EXERCISE OBJECTIVE -
Below are records to be repeated in full. Give them exactly.

PROVIDED DATA -
// Copyright (c) Mysten Labs, Inc.
// SPDX-License-Identifier: Apache-2.0

//! CLI for flower-verifier
//!
//! Checks a generated header and reports every violation found.
//!
//! # Usage
//!
//! ```bash
//! flower 200 -o arm64_blocks.h
//! flower-verify arm64_blocks.h
//!
//! # Also require registers to differ from the previous 2 units
//! flower-verify arm64_blocks.h 2
//! ```

use std::{env, fs, process};

use env_logger::Env;
use flower_verifier::Verifier;

fn main() {
    env_logger::Builder::from_env(Env::default().default_filter_or("warn")).init();

    let args: Vec<String> = env::args().collect();

    if args.len() != 2 && args.len() != 3 {
        eprintln!("Usage: {} <header-file> [lookback]", args[0]);
        process::exit(1);
    }

    let path = &args[1];
    let lookback = match args.get(2) {
        Some(depth) => depth.parse().unwrap_or_else(|e| {
            eprintln!("Invalid lookback {}: {}", depth, e);
            process::exit(1);
        }),
        None => 0,
    };

    let text = fs::read_to_string(path).unwrap_or_else(|e| {
        eprintln!("Failed to read {}: {}", path, e);
        process::exit(1);
    });

    let result = Verifier::new().with_lookback(lookback).verify_header(&text);

    let instructions: usize = result.units().iter().map(|u| u.instruction_count).sum();
    println!(
        "Verified {} units ({} instructions)",
        result.unit_count(),
        instructions
    );

    if !result.is_ok() {
        eprintln!("{} errors:", result.errors().len());
        for error in result.errors() {
            eprintln!("  {}", error);
        }
        process::exit(1);
    }

    println!("OK");
}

ANSWER TO THIS TASK -
// Copyright (c) Mysten Labs, Inc.
// SPDX-License-Identifier: Apache-2.0

//! CLI for flower-verifier
//!
//! Checks a generated header and reports every violation found.
//!
//! # Usage
//!
//! ```bash
//! flower 200 -o arm64_blocks.h
//! flower-verify arm64_blocks.h
//!
//! # Also require registers to differ from the previous 2 units
//! flower-verify arm64_blocks.h 2
//! ```

use std::{env, fs, process};

use env_logger::Env;
use flower_verifier::Verifier;

fn main() {
    env_logger::Builder::from_env(Env::default().default_filter_or("warn")).init();

    let args: Vec<String> = env::args().collect();

    if args.len() != 2 && args.len() != 3 {
        eprintln!("Usage: {} <header-file> [lookback]", args[0]);
        process::exit(1);
    }

    let path = &args[1];
    let lookback = match args.get(2) {
        Some(depth) => depth.parse().unwrap_or_else(|e| {
            eprintln!("Invalid lookback {}: {}", depth, e);
            process::exit(1);
        }),
        None => 0,
    };

    let text = fs::read_to_string(path).unwrap_or_else(|e| {
        eprintln!("Failed to read {}: {}", path, e);
        process::exit(1);
    });

    let result = Verifier::new().with_lookback(lookback).verify_header(&text);

    let instructions: usize = result.units().iter().map(|u| u.instruction_count).sum();
    println!(
        "Verified {} units ({} instructions)",
        result.unit_count(),
        instructions
    );

    if !result.is_ok() {
        eprintln!("{} errors:", result.errors().len());
        for error in result.errors() {
            eprintln!("  {}", error);
        }
        process::exit(1);
    }

    println!("OK");
}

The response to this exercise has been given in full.